Word for word, transcribe all of the records.

*Dataset entries*:
----------
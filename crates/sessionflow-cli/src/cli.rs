use clap::{ArgAction, Parser, Subcommand};

use crate::check::{CheckArgs, run_check};
use crate::config::{ConfigArgs, run_config};
use crate::error::Result;
use crate::layout::{LayoutArgs, run_layout};
use crate::logging::{LogSettings, init_logging};

#[derive(Debug, Parser)]
#[command(
    name = "sessionflow",
    about = "Lay out session interaction flows as Sankey diagrams",
    version
)]
pub struct Cli {
    /// Raise log verbosity (-v info, -vv debug). `SESSIONFLOW_LOG` wins when set.
    #[arg(short, long, action = ArgAction::Count, global = true)]
    pub verbose: u8,

    /// Emit logs as JSON lines on stderr.
    #[arg(long = "log-json", global = true)]
    pub log_json: bool,

    #[command(subcommand)]
    pub command: Commands,
}

#[derive(Debug, Subcommand)]
pub enum Commands {
    /// Compute a flow layout from an event batch.
    Layout(LayoutArgs),

    /// Compute a layout and report invariant violations and band overflow.
    Check(CheckArgs),

    /// Validate and print the effective layout configuration.
    Config(ConfigArgs),
}

pub fn run_from_env() -> Result<()> {
    let cli = Cli::parse();
    init_logging(&LogSettings {
        verbosity: cli.verbose,
        json: cli.log_json,
    });
    run(cli)
}

pub fn run(cli: Cli) -> Result<()> {
    match cli.command {
        Commands::Layout(args) => run_layout(args),
        Commands::Check(args) => run_check(args),
        Commands::Config(args) => run_config(args),
    }
}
----------
*Exercise solution*:
filename crates/sessionflow-cli/src/cli.rs
use clap::{ArgAction, Parser, Subcommand};

use crate::check::{CheckArgs, run_check};
use crate::config::{ConfigArgs, run_config};
use crate::error::Result;
use crate::layout::{LayoutArgs, run_layout};
use crate::logging::{LogSettings, init_logging};

#[derive(Debug, Parser)]
#[command(
    name = "sessionflow",
    about = "Lay out session interaction flows as Sankey diagrams",
    version
)]
pub struct Cli {
    /// Raise log verbosity (-v info, -vv debug). `SESSIONFLOW_LOG` wins when set.
    #[arg(short, long, action = ArgAction::Count, global = true)]
    pub verbose: u8,

    /// Emit logs as JSON lines on stderr.
    #[arg(long = "log-json", global = true)]
    pub log_json: bool,

    #[command(subcommand)]
    pub command: Commands,
}

#[derive(Debug, Subcommand)]
pub enum Commands {
    /// Compute a flow layout from an event batch.
    Layout(LayoutArgs),

    /// Compute a layout and report invariant violations and band overflow.
    Check(CheckArgs),

    /// Validate and print the effective layout configuration.
    Config(ConfigArgs),
}

pub fn run_from_env() -> Result<()> {
    let cli = Cli::parse();
    init_logging(&LogSettings {
        verbosity: cli.verbose,
        json: cli.log_json,
    });
    run(cli)
}

pub fn run(cli: Cli) -> Result<()> {
    match cli.command {
        Commands::Layout(args) => run_layout(args),
        Commands::Check(args) => run_check(args),
        Commands::Config(args) => run_config(args),
    }
}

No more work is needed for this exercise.